Soon we had our son, Joe. Being self-unemployed allowed me to spend quite a bit of time with Joe as he grew. Eventually Joe got us back into owning a sailboat, a circle that still makes me a little dizzy. That story may have to wait for now though. I want to get back to talking about woodworking and art.

I learned an amazing amount about woodworking owning and restoring a wood boat. Hanging around boat yards that have a lot of wood boats being worked on is a great education. Then being able to use what you’ve learned on your own boat really gets it into your bones.

As I learned more about woodworking and furniture I was able to apply what I learned in art history in designing period pieces and work that would fit with a variety of styles. I should mention a great friend of mine who has taught me so much over the years, especially in wood working and furniture. Dan Cramer has always supported my work and is an amazing person. Here’s his beautiful web site: Cramer Studio.
My goal in my woodworking, furniture design and furniture building has always been to satisfy the perceived need my customers have when they first approach me. To make it as easy as possible for my clients to have whatever kind of furniture they want. As a result I have taken on evermore challenging projects over the years. I have always been able to teach myself what I need to know to accomplish my goals and this ability has served me well as a furniture designer and maker. I have an extensive reference library in my studio that I refer to when I need to. I also keep copious notes about many aspects of design and woodworking and have filled many, many binders.

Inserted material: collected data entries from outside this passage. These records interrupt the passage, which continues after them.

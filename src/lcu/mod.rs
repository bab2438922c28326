// LCU module - finds the running League client and talks to its local API

mod client;
mod lockfile;
mod transport;
mod types;

#[cfg(test)]
pub(crate) mod tests;

pub use client::LcuClient;
pub use lockfile::{
  candidate_dirs, candidate_paths, locate, Filesystem, Lockfile, OsFilesystem, LOCKFILE_NAMES,
};
pub use transport::{LcuRequest, LcuResponse, Method, ReqwestTransport, Transport};
pub use types::{
  Outcome, ReadyCheck, Session, Summoner, CURRENT_SUMMONER_ENDPOINT, READY_CHECK_ACCEPT_ENDPOINT,
  READY_CHECK_ENDPOINT, READY_CHECK_IN_PROGRESS,
};
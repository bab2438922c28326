// Connection-checked access to the League client API

use std::path::{Path, PathBuf};

use tracing::{debug, info, warn};

use super::lockfile::{self, Filesystem, Lockfile, OsFilesystem};
use super::transport::{LcuRequest, LcuResponse, Method, ReqwestTransport, Transport};
use super::types::{
  Outcome, ReadyCheck, Session, Summoner, CURRENT_SUMMONER_ENDPOINT, READY_CHECK_ACCEPT_ENDPOINT,
  READY_CHECK_ENDPOINT,
};
use crate::config::Settings;
use crate::error::Result;

pub struct LcuClient {
  fs: Box<dyn Filesystem>,
  transport: Box<dyn Transport>,
  candidates: Vec<PathBuf>,
  session: Option<Session>,
  // Identity is logged once per session
  announced: bool,
}

impl LcuClient {
  pub fn new(
    fs: Box<dyn Filesystem>,
    transport: Box<dyn Transport>,
    candidates: Vec<PathBuf>,
  ) -> Self {
    Self {
      fs,
      transport,
      candidates,
      session: None,
      announced: false,
    }
  }

  /// Client on the real filesystem and network, searching the configured
  /// League directory first and then the usual install locations.
  pub fn from_settings(settings: &Settings) -> Result<Self> {
    let dirs = lockfile::candidate_dirs(settings.league_path.as_deref(), |key| {
      std::env::var(key).ok()
    });
    let transport = ReqwestTransport::new(settings.request_timeout())?;
    Ok(Self::new(
      Box::new(OsFilesystem),
      Box::new(transport),
      lockfile::candidate_paths(&dirs),
    ))
  }

  pub fn session(&self) -> Option<&Session> {
    self.session.as_ref()
  }

  pub fn candidates(&self) -> &[PathBuf] {
    &self.candidates
  }

  pub fn locate_credential_file(&self) -> Option<PathBuf> {
    lockfile::locate(self.fs.as_ref(), &self.candidates)
  }

  /// Replaces the session with one read from `path`.
  ///
  /// On failure the session is cleared, so a stale port/password pair is
  /// never kept alongside a lockfile that no longer parses.
  pub fn load_session(&mut self, path: &Path) -> bool {
    match Lockfile::read(self.fs.as_ref(), path) {
      Ok(lockfile) => {
        debug!(path = %path.display(), port = lockfile.port, "loaded lockfile");
        self.replace_session(Some(lockfile.into_session()));
        true
      }
      Err(e) => {
        // The client rewrites the file on start, a partial read is expected now and then
        debug!(path = %path.display(), error = %e, "failed to parse lockfile");
        self.replace_session(None);
        false
      }
    }
  }

  pub fn is_connected(&mut self) -> bool {
    if self.session.is_none() {
      let Some(path) = self.locate_credential_file() else {
        debug!("no lockfile found, is League running?");
        return false;
      };
      if !self.load_session(&path) {
        return false;
      }
    }

    match self.send(Method::Get, CURRENT_SUMMONER_ENDPOINT) {
      Outcome::Found(response) if response.status == 200 => {
        if !self.announced {
          self.announced = true;
          if let (Some(session), Ok(value)) =
            (self.session.as_ref(), response.json::<serde_json::Value>())
          {
            info!(
              port = session.port(),
              summoner = %Summoner::from_value(&value).name(),
              "connected to League client"
            );
          }
        }
        true
      }
      Outcome::Found(response) if response.status == 401 => {
        // Port was taken over by a newer client with a different password
        debug!("lockfile credentials rejected, dropping session");
        self.replace_session(None);
        false
      }
      Outcome::Found(response) => {
        // Client is up but still booting (404/503 until the summoner plugin loads)
        debug!(status = response.status, "connectivity probe not ready");
        false
      }
      _ => false,
    }
  }

  pub fn ready_check(&mut self) -> Outcome<ReadyCheck> {
    if !self.is_connected() {
      return Outcome::NotFound;
    }

    match self.send(Method::Get, READY_CHECK_ENDPOINT) {
      Outcome::Found(response) if response.status == 200 => match response.json::<ReadyCheck>() {
        Ok(ready_check) => Outcome::Found(ready_check),
        Err(e) => Outcome::Failed(e),
      },
      // 404 whenever there is no ready check
      Outcome::Found(_) => Outcome::NotFound,
      other => other.map(|_| ReadyCheck::default()),
    }
  }

  pub fn check_ready_check(&mut self) -> bool {
    match self.ready_check() {
      Outcome::Found(ready_check) => ready_check.is_in_progress(),
      Outcome::Failed(e) => {
        warn!(error = %e, "error checking ready check");
        false
      }
      Outcome::NotFound => false,
    }
  }

  pub fn accept_ready_check(&mut self) -> Outcome<()> {
    if !self.is_connected() {
      return Outcome::NotFound;
    }

    match self.send(Method::Post, READY_CHECK_ACCEPT_ENDPOINT) {
      Outcome::Found(response) if response.status == 204 => Outcome::Found(()),
      Outcome::Found(response) => {
        debug!(status = response.status, "accept rejected");
        Outcome::NotFound
      }
      other => other.map(|_| ()),
    }
  }

  pub fn accept(&mut self) -> bool {
    match self.accept_ready_check() {
      Outcome::Found(()) => true,
      Outcome::Failed(e) => {
        warn!(error = %e, "error accepting match");
        false
      }
      Outcome::NotFound => false,
    }
  }

  pub fn identity(&mut self) -> Outcome<serde_json::Value> {
    if !self.is_connected() {
      return Outcome::NotFound;
    }

    match self.send(Method::Get, CURRENT_SUMMONER_ENDPOINT) {
      Outcome::Found(response) if response.status == 200 => match response.json() {
        Ok(value) => Outcome::Found(value),
        Err(e) => Outcome::Failed(e),
      },
      Outcome::Found(_) => Outcome::NotFound,
      other => other.map(|_| serde_json::Value::Null),
    }
  }

  pub fn get_identity(&mut self) -> Option<serde_json::Value> {
    match self.identity() {
      Outcome::Failed(e) => {
        warn!(error = %e, "error getting summoner info");
        None
      }
      outcome => outcome.found(),
    }
  }

  // Every status code comes back as Found; only a missing response is Failed.
  fn send(&mut self, method: Method, endpoint: &str) -> Outcome<LcuResponse> {
    let Some(session) = self.session.as_ref() else {
      return Outcome::NotFound;
    };

    let request = LcuRequest {
      method,
      url: session.url(endpoint),
      authorization: session.authorization().to_string(),
    };

    match self.transport.send(&request) {
      Ok(response) => Outcome::Found(response),
      Err(e) => {
        if e.is_network() {
          debug!(url = %request.url, error = %e, "request failed, dropping session");
          self.replace_session(None);
        }
        Outcome::Failed(e)
      }
    }
  }

  fn replace_session(&mut self, session: Option<Session>) {
    if self.session.is_some() && session.is_none() {
      info!("lost connection to League client");
    }
    self.session = session;
    self.announced = false;
  }
}
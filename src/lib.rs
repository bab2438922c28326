//! # lcu-autoaccept
//!
//! Watches the local League of Legends client API and accepts matchmaking
//! ready checks as soon as they appear.
//!
//! ```text
//! config.rs        — JSON settings file + CLI flags
//! error.rs         — LcuError
//! logging.rs       — tracing subscriber, live log file
//! shutdown.rs      — Ctrl-C → ServiceHandle::stop
//! lcu/
//!   lockfile.rs    — lockfile discovery and parsing
//!   transport.rs   — HTTPS transport (self-signed local endpoint)
//!   client.rs      — LcuClient: session handling, connection-checked accessors
//!   types.rs       — Session, ReadyCheck, Summoner, Outcome
//! auto_accept/
//!   service.rs     — AutoAcceptService poll loop, ServiceHandle
//!   types.rs       — Status, shared ServiceState
//! ```

pub mod auto_accept;
pub mod config;
pub mod error;
pub mod lcu;
pub mod logging;
pub mod shutdown;

pub use auto_accept::{AutoAcceptService, ServiceHandle, Status};
pub use config::{Cli, Settings};
pub use error::LcuError;
pub use lcu::LcuClient;
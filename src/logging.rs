// Logging setup: stderr plus an optional live log file

use std::path::Path;

use tracing_appender::non_blocking::WorkerGuard;
use tracing_subscriber::layer::SubscriberExt;
use tracing_subscriber::util::SubscriberInitExt;
use tracing_subscriber::{fmt, EnvFilter};

pub const LIVE_LOG_FILE: &str = "lcu-autoaccept-live.log";

/// Installs the global subscriber. `RUST_LOG` takes precedence over
/// `default_filter`.
///
/// Keep the returned guard alive for as long as the process logs, dropping it
/// flushes the file writer.
pub fn init(default_filter: &str, log_dir: Option<&Path>) -> anyhow::Result<Option<WorkerGuard>> {
  let filter = EnvFilter::try_from_default_env().or_else(|_| EnvFilter::try_new(default_filter))?;

  let (file_layer, guard) = match log_dir.and_then(open_live_log) {
    Some((writer, guard)) => (
      Some(fmt::layer().with_ansi(false).with_writer(writer)),
      Some(guard),
    ),
    None => (None, None),
  };

  tracing_subscriber::registry()
    .with(filter)
    .with(fmt::layer().with_writer(std::io::stderr))
    .with(file_layer)
    .try_init()?;

  Ok(guard)
}

// A log dir we can't create is not fatal, stderr still works
fn open_live_log(dir: &Path) -> Option<(tracing_appender::non_blocking::NonBlocking, WorkerGuard)> {
  if let Err(e) = std::fs::create_dir_all(dir) {
    eprintln!("failed to create log dir {}: {}", dir.display(), e);
    return None;
  }
  let appender = tracing_appender::rolling::never(dir, LIVE_LOG_FILE);
  Some(tracing_appender::non_blocking(appender))
}
// Tests for lockfile discovery and the LCU client



#[cfg(test)]
mod test_accessors;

As I have witnessed the response I get from my clients to the work I’ve made for them I have begun to realize that I am adopting another goal in my work as well. A deeper, more meaningful goal. I find that I take great satisfaction when, upon delivery, my clients express real joy. There is something gained by having some part of our built environment built by hand by someone who cares about the work they do. Even if the work built by hand is just one piece it reminds us that there is a lot more to life. There’s caring, there’s art, there’s being human.

Recently I remade my website and asked a few clients if they would be kind enough to offer some comments about the work I did for them so that I could post them on my new site. If you’d like to read them they can be seen here: testimonials.

4 thoughts on “About

  1. Todd, I have enjoyed seeing your work very much. It’s a beautiful website and your woodwork is also quite impressive. I am a hobbyist woodworker myself. I was intrigued by the router mounted as an end mill on one of your projects. can you tell me about the apparatus that your router is mounted in? I would like to have that option to use with my routers.
    Thanks,
    Don Brookshire
    Chattanooga, Tennessee
    db113@mindspring.com

  2. Don,
    Thank you very much for your kind words. The tool I think you are referring to is called “Matchmaker”. I purchased mine, many years ago from Woodworker’s Supply. There are several machines out there that do pretty much the same thing, but I think Matchmaker is the best one for its price.

    If you get one, let me know. I’d be happy to offer any benefits from my experience that you might want.